Well there can’t be that many "Fintan‘s"  that use CSLA and the V must be for “Van Ommen Kloeke”, hast to be.   Great to see you are still working with CSLA.   I left our old employer and am now playing application architect for another large company in the valley.    Trying to get them to see the goodness of CSLA and not make the same mistake we made by building our own BO framework.  I don’t want to go through that again. 

 

What you wrote makes sense,  I figured I might have to do some type of abstraction web service layer over my CSLA BO’s to make those Java guys happy, was just hoping there might be an easier way.

 

Talk later

-Scott Nichols    

RockfordLhotka replied on Friday, September 12, 2008

The data portal is absolutely NOT intended to be used for interoperable SOA. It is designed to clone objects between client and app server.

Chapter 11 discusses the techniques you should use when implementing message-based services.

srnichols replied on Friday, September 12, 2008

Thanks for the fast response Rocky!

Yep, Chap 11 confirmed what I needed to know, its. been a couple of years since I read the book, forgot about that chapter.   

tarekahf replied on Friday, September 12, 2008

I hope this method will also work with Adobe LiveCycle Forms, since they support connecting a standard .NET WSDL interface.

I once developed a simple .NET Web Service Example (not using CSLA) and it worked easily with Adobe LC Form as a front-end (when run under Acrobat 7.0.5 and above).

I am making the assumption here is that if it worked with Standard .NET web service interface, there is noting that will stop it for working with the CSLA Version of the same !
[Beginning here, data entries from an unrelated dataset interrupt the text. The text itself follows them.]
// State Manager
// SQLite-based persistence for restart recovery and audit
//
// Checkpoints carry the full account state and last regime, the signal
// journal records every risk decision, and closed trades are kept for
// reporting.

use anyhow::{anyhow, Context, Result};
use chrono::{DateTime, Utc};
use rusqlite::{params, Connection};
use serde::{Deserialize, Serialize};
use std::path::Path;
use std::sync::{Arc, Mutex, MutexGuard};
use tracing::{debug, info};

use crate::{AccountState, ClosedTrade, Direction, Money, Regime, Signal, SignalIntent, StrategyKind, Symbol};

// =============================================================================
// Data Models
// =============================================================================

#[derive(Debug, Clone, PartialEq, Serialize, Deserialize)]
pub struct Checkpoint {
    pub cycle: u64,
    pub timestamp: DateTime<Utc>,
    pub regime: Option<Regime>,
    pub account: AccountState,
    pub dry_run: bool,
}

/// What happened to a signal after the strategy produced it
#[derive(Debug, Clone, Copy, PartialEq, Eq, Serialize, Deserialize)]
#[serde(rename_all = "snake_case")]
pub enum SignalDecision {
    Rejected,
    Filled,
    OrderRejected,
    Ambiguous,
}

impl SignalDecision {
    pub fn as_str(&self) -> &'static str {
        match self {
            SignalDecision::Rejected => "rejected",
            SignalDecision::Filled => "filled",
            SignalDecision::OrderRejected => "order_rejected",
            SignalDecision::Ambiguous => "ambiguous",
        }
    }
}

#[derive(Debug, Clone, PartialEq, Serialize, Deserialize)]
pub struct SignalRecord {
    pub timestamp: DateTime<Utc>,
    pub symbol: Symbol,
    pub strategy: StrategyKind,
    pub intent: SignalIntent,
    pub direction: Direction,
    pub decision: SignalDecision,
    pub reason: Option<String>,
}

impl SignalRecord {
    pub fn new(signal: &Signal, decision: SignalDecision, reason: Option<String>, at: DateTime<Utc>) -> Self {
        Self {
            timestamp: at,
            symbol: signal.symbol.clone(),
            strategy: signal.source,
            intent: signal.intent,
            direction: signal.direction,
            decision,
            reason,
        }
    }
}

/// Aggregate over recorded trades
#[derive(Debug, Clone, Default, PartialEq)]
pub struct TradeStats {
    pub trades: usize,
    pub wins: usize,
    pub net_pnl: Money,
    pub fees: Money,
}

impl TradeStats {
    pub fn win_rate(&self) -> f64 {
        if self.trades == 0 {
            return 0.0;
        }
        self.wins as f64 / self.trades as f64 * 100.0
    }
}

// =============================================================================
// State Manager Implementation
// =============================================================================

#[derive(Clone)]
pub struct SqliteStateManager {
    conn: Arc<Mutex<Connection>>,
}

impl SqliteStateManager {
    pub fn new<P: AsRef<Path>>(db_path: P) -> Result<Self> {
        let db_path = db_path.as_ref();

        if let Some(parent) = db_path.parent().filter(|p| !p.as_os_str().is_empty()) {
            std::fs::create_dir_all(parent)
                .with_context(|| format!("Failed to create state directory: {}", parent.display()))?;
        }

        let conn = Connection::open(db_path)
            .with_context(|| format!("Failed to open database: {}", db_path.display()))?;

        // Enable WAL mode for concurrent readers
        conn.pragma_update(None, "journal_mode", "WAL")?;
        conn.pragma_update(None, "foreign_keys", "ON")?;

        Self::from_connection(conn)
    }

    /// Non-persistent store, used by replays that do not ask for a database
    pub fn in_memory() -> Result<Self> {
        Self::from_connection(Connection::open_in_memory()?)
    }

    fn from_connection(conn: Connection) -> Result<Self> {
        let manager = Self {
            conn: Arc::new(Mutex::new(conn)),
        };
        manager.create_tables()?;
        info!("SQLite state manager initialized");
        Ok(manager)
    }

    fn conn(&self) -> Result<MutexGuard<'_, Connection>> {
        self.conn
            .lock()
            .map_err(|_| anyhow!("state database lock poisoned"))
    }

    fn create_tables(&self) -> Result<()> {
        let conn = self.conn()?;

        conn.execute_batch(
            "CREATE TABLE IF NOT EXISTS checkpoints (
                id INTEGER PRIMARY KEY AUTOINCREMENT,
                cycle INTEGER NOT NULL,
                timestamp TEXT NOT NULL,
                regime TEXT,
                equity TEXT NOT NULL,
                open_positions INTEGER NOT NULL,
                dry_run INTEGER NOT NULL DEFAULT 1,
                account TEXT NOT NULL,
                created_at TEXT DEFAULT CURRENT_TIMESTAMP
            );

            CREATE TABLE IF NOT EXISTS signal_journal (
                id INTEGER PRIMARY KEY AUTOINCREMENT,
                timestamp TEXT NOT NULL,
                symbol TEXT NOT NULL,
                strategy TEXT NOT NULL,
                intent TEXT NOT NULL,
                direction TEXT NOT NULL,
                decision TEXT NOT NULL,
                reason TEXT,
                payload TEXT NOT NULL
            );

            CREATE TABLE IF NOT EXISTS trades (
                id INTEGER PRIMARY KEY AUTOINCREMENT,
                symbol TEXT NOT NULL,
                direction TEXT NOT NULL,
                strategy TEXT NOT NULL,
                entry_price REAL NOT NULL,
                exit_price REAL NOT NULL,
                quantity REAL NOT NULL,
                opened_at TEXT NOT NULL,
                closed_at TEXT NOT NULL,
                net_pnl TEXT NOT NULL,
                exit_reason TEXT NOT NULL,
                payload TEXT NOT NULL,
                created_at TEXT DEFAULT CURRENT_TIMESTAMP
            );

            CREATE INDEX IF NOT EXISTS idx_signal_journal_symbol ON signal_journal(symbol);
            CREATE INDEX IF NOT EXISTS idx_trades_symbol ON trades(symbol);",
        )?;

        debug!("Database schema created/verified");
        Ok(())
    }

    pub fn save_checkpoint(&self, ckpt: &Checkpoint) -> Result<()> {
        let account_json = serde_json::to_string(&ckpt.account)?;
        let conn = self.conn()?;

        conn.execute(
            "INSERT INTO checkpoints
             (cycle, timestamp, regime, equity, open_positions, dry_run, account)
             VALUES (?1, ?2, ?3, ?4, ?5, ?6, ?7)",
            params![
                ckpt.cycle as i64,
                ckpt.timestamp.to_rfc3339(),
                ckpt.regime.map(|r| r.as_str()),
                ckpt.account.equity.to_string(),
                ckpt.account.open_count() as i64,
                ckpt.dry_run,
                account_json,
            ],
        )?;

        debug!(
            "Checkpoint saved: cycle={}, equity={}, positions={}",
            ckpt.cycle,
            ckpt.account.equity,
            ckpt.account.open_count()
        );
        Ok(())
    }

    pub fn load_checkpoint(&self) -> Result<Option<Checkpoint>> {
        let conn = self.conn()?;
        let mut stmt = conn.prepare(
            "SELECT cycle, timestamp, regime, dry_run, account
             FROM checkpoints ORDER BY id DESC LIMIT 1",
        )?;

        let row = stmt.query_row([], |row| {
            Ok((
                row.get::<_, i64>(0)?,
                row.get::<_, String>(1)?,
                row.get::<_, Option<String>>(2)?,
                row.get::<_, bool>(3)?,
                row.get::<_, String>(4)?,
            ))
        });

        let (cycle, timestamp, regime, dry_run, account) = match row {
            Ok(values) => values,
            Err(rusqlite::Error::QueryReturnedNoRows) => {
                debug!("No checkpoint found");
                return Ok(None);
            }
            Err(e) => return Err(e.into()),
        };

        let checkpoint = Checkpoint {
            cycle: cycle.max(0) as u64,
            timestamp: DateTime::parse_from_rfc3339(&timestamp)
                .with_context(|| format!("Bad checkpoint timestamp: {}", timestamp))?
                .with_timezone(&Utc),
            regime: regime
                .map(|r| r.parse::<Regime>())
                .transpose()
                .map_err(|e| anyhow!("Bad checkpoint regime: {}", e))?,
            account: serde_json::from_str(&account).context("Bad checkpoint account state")?,
            dry_run,
        };

        info!(
            "Loaded checkpoint: cycle={}, equity={}, positions={}, regime={:?}",
            checkpoint.cycle,
            checkpoint.account.equity,
            checkpoint.account.open_count(),
            checkpoint.regime
        );
        Ok(Some(checkpoint))
    }

    pub fn record_signal(&self, record: &SignalRecord) -> Result<()> {
        let payload = serde_json::to_string(record)?;
        let conn = self.conn()?;
        conn.execute(
            "INSERT INTO signal_journal
             (timestamp, symbol, strategy, intent, direction, decision, reason, payload)
             VALUES (?1, ?2, ?3, ?4, ?5, ?6, ?7, ?8)",
            params![
                record.timestamp.to_rfc3339(),
                record.symbol.as_str(),
                record.strategy.as_str(),
                record.intent.to_string(),
                record.direction.to_string(),
                record.decision.as_str(),
                record.reason,
                payload,
            ],
        )?;
        Ok(())
    }

    pub fn recent_signals(&self, limit: usize) -> Result<Vec<SignalRecord>> {
        self.load_payloads(
            "SELECT payload FROM signal_journal ORDER BY id DESC LIMIT ?1",
            row_limit(limit),
        )
    }

    pub fn record_trade(&self, trade: &ClosedTrade) -> Result<()> {
        let payload = serde_json::to_string(trade)?;
        let conn = self.conn()?;
        conn.execute(
            "INSERT INTO trades
             (symbol, direction, strategy, entry_price, exit_price, quantity,
              opened_at, closed_at, net_pnl, exit_reason, payload)
             VALUES (?1, ?2, ?3, ?4, ?5, ?6, ?7, ?8, ?9, ?10, ?11)",
            params![
                trade.symbol.as_str(),
                trade.direction.to_string(),
                trade.strategy.as_str(),
                trade.entry_price,
                trade.exit_price,
                trade.quantity,
                trade.opened_at.to_rfc3339(),
                trade.closed_at.to_rfc3339(),
                trade.net_pnl.to_string(),
                trade.reason.to_string(),
                payload,
            ],
        )?;

        let result = if trade.net_pnl.is_positive() { "WIN" } else { "LOSS" };
        info!(
            "Trade recorded: {} {} {:.6} @ {:.4} -> {:.4} | Net: {} ({:+.2}%) | {} | {}",
            trade.direction,
            trade.symbol,
            trade.quantity,
            trade.entry_price,
            trade.exit_price,
            trade.net_pnl,
            trade.return_pct(),
            trade.reason,
            result
        );
        Ok(())
    }

    pub fn recent_trades(&self, limit: usize) -> Result<Vec<ClosedTrade>> {
        self.load_payloads("SELECT payload FROM trades ORDER BY id DESC LIMIT ?1", row_limit(limit))
    }

    pub fn trade_stats(&self) -> Result<TradeStats> {
        // LIMIT -1 is unbounded in SQLite
        let trades: Vec<ClosedTrade> = self.load_payloads("SELECT payload FROM trades LIMIT ?1", -1)?;
        Ok(TradeStats {
            trades: trades.len(),
            wins: trades.iter().filter(|t| t.net_pnl.is_positive()).count(),
            net_pnl: trades.iter().map(|t| t.net_pnl).sum(),
            fees: trades.iter().map(|t| t.fees).sum(),
        })
    }

    fn load_payloads<T: serde::de::DeserializeOwned>(&self, sql: &str, limit: i64) -> Result<Vec<T>> {
        let conn = self.conn()?;
        let mut stmt = conn.prepare(sql)?;
        let payloads = stmt
            .query_map(params![limit], |row| row.get::<_, String>(0))?
            .collect::<Result<Vec<_>, _>>()?;

        payloads
            .iter()
            .map(|p| serde_json::from_str(p).context("Corrupt journal payload"))
            .collect()
    }
}

fn row_limit(limit: usize) -> i64 {
    i64::try_from(limit).unwrap_or(i64::MAX)
}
RockfordLhotka replied on Friday, September 12, 2008

If you follow the techniques in chapter 11, it is entirely up to you (and either asmx or WCF) as to whether your service can be consumed by other technologies.

 

If Adobe’s technology works with standard WSDL, then it should work with asmx web services, or WCF with basicHttpBinding.

 

But none of that has anything at all to do with CSLA – that is purely a matter of the service interface you implement.